Norman J. Caldera Cardenal: The main purpose of the visit is to strengthen the ties in trade and investment that Nicaragua has had with the Republic of China on Taiwan.
As you know, the balance of trade between the two countries is very heavily in favor of Taiwan. So we have been trying to look for ways to even out the situation, and we want to look at the possibilities of exporting products such as beef to Taiwan. And we also want to find ways to cooperate on Taiwanese investment or joint ventures to make use of facilities afforded by the new CBI, which is the enhanced Caribbean Base Initiative of the US.
[The US' Caribbean Basin Initiative gives trade incentives and increased economic aid to eligible countries in the Caribbean basin and central America. New initiatives in 1999, for example, removed tariffs and quotas from apparel entering the US that was manufactured in eligible CBI countries from US yarns and fabric. Eligibility is also linked to items such as a country's progress on worker rights.]
The distinct feature of the CBI is that there are a lot of products there that were not reckoned in the previous initiative. However, those products require a much higher value-added content. That means unless we incorporate some raw materials from Nicaragua, the use of these facilities would be difficult. We've also had discussions with some industry leaders in leather as well as watch-making areas [in Taiwan] on the possibility of accessing the US market to a degree by going to Nicaragua and having their products value-added there.
Of course when you talk about Nicaragua-Taiwan relations, it's inevitable to link the labor situation with the free trade zones in Nicaragua. Because what happens is that any country that starts to increase exports of garments to the US as far as Nicaragua has been doing, becomes a target for the US labor federation. If they do not find anything wrong, they invent it. But they will come up with a complaint about any country that grows fast. It's like an automatic trigger mechanism. Any time that a country is increasing its exports to the US, it becomes a target or an objective for them. So the objective conditions of that country are secondary. What we have to make sure of is that we do not give them any reason to come up with something. And this is what we have been working [on] with our partners in the manufacturing sector, to make sure that they have no excuses.

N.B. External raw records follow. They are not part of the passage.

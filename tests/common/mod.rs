//! Common test utilities and fixtures for integration tests.
//!
//! # Modules
//!
//! - `fixtures`: Solcast response bodies, seeded caches, config files
//! - `logger`: Phase-tagged test output for debugging failures

pub mod fixtures;
pub mod logger;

TT: Last October, former US trade representative Charlene Barshefsky wrote to the Nicaraguan government demanding that conditions be improved at Chentex and Mil Colores, a US-owned factory. She also set a deadline of this June for a US-Nicaragua discussion on worker rights. What's the latest development as of now?

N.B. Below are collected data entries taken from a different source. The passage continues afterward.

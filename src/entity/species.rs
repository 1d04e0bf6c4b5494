// src/entity/species.rs
use serde::{Deserialize, Serialize};

#[derive(Debug, Clone, Copy, PartialEq, Eq, Serialize, Deserialize, Default)]
#[serde(rename_all = "lowercase")]
pub enum SpeciesCategory {
    #[default]
    Nativa,
    Exotica,
    Frutales,
}

impl std::fmt::Display for SpeciesCategory {
    fn fmt(&self, f: &mut std::fmt::Formatter<'_>) -> std::fmt::Result {
        match self {
            SpeciesCategory::Nativa => write!(f, "Nativa"),
            SpeciesCategory::Exotica => write!(f, "Exótica"),
            SpeciesCategory::Frutales => write!(f, "Frutales"),
        }
    }
}

impl std::str::FromStr for SpeciesCategory {
    type Err = String;

    fn from_str(s: &str) -> Result<Self, Self::Err> {
        match s.to_lowercase().as_str() {
            "nativa" => Ok(SpeciesCategory::Nativa),
            "exótica" | "exotica" => Ok(SpeciesCategory::Exotica),
            "frutales" => Ok(SpeciesCategory::Frutales),
            _ => Err(format!("Invalid species category: {}", s)),
        }
    }
}

/// Catalog entry for a tree species. Reference data: created by seeding,
/// looked up by common name, never modified by the permit workflow.
#[derive(Debug, Clone, Serialize, Deserialize)]
pub struct Species {
    #[serde(default)]
    pub id: i64,
    pub common_name: String,
    pub scientific_name: String,
    pub family: Option<String>,
    pub crown_shape: Option<String>,
    pub avg_age_years: Option<u32>,
    pub avg_height_m: Option<f64>,
    pub avg_dbh_cm: Option<f64>,
    pub avg_crown_m: Option<f64>,
    pub category: SpeciesCategory,
    pub compensation_coefficient: f64,
    pub native: bool,
    pub description: Option<String>,
}

impl Species {
    pub fn new(common_name: &str, scientific_name: &str) -> Self {
        Self {
            id: 0,
            common_name: common_name.to_string(),
            scientific_name: scientific_name.to_string(),
            family: None,
            crown_shape: None,
            avg_age_years: None,
            avg_height_m: None,
            avg_dbh_cm: None,
            avg_crown_m: None,
            category: SpeciesCategory::default(),
            compensation_coefficient: 1.0,
            native: false,
            description: None,
        }
    }
}

#[cfg(test)]
mod tests {
    use super::*;

    #[test]
    fn test_category_roundtrip() {
        for s in ["Nativa", "Exótica", "Frutales"] {
            let cat: SpeciesCategory = s.parse().unwrap();
            assert_eq!(cat.to_string(), s);
        }
    }

    #[test]
    fn test_category_accepts_ascii_form() {
        let cat: SpeciesCategory = "exotica".parse().unwrap();
        assert_eq!(cat, SpeciesCategory::Exotica);
    }

    #[test]
    fn test_default_coefficient_is_one() {
        let s = Species::new("Roble", "Quercus humboldtii");
        assert_eq!(s.compensation_coefficient, 1.0);
    }
}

Caldera: As you know, Barshefsky has been replaced. We have had a few preliminary contacts with the current trade representative Robert Zoellick. We have had contacts with Barshefsky's deputy, who is no longer there, either. We have a series of requirements to fulfill and labor certification is one of them. But it's one of the many issues that we have to discuss with the US. So far we have been complying with every one of the requirements that they have put [forward]. So far we have had no complaints from the US trade negotiators on our compliance.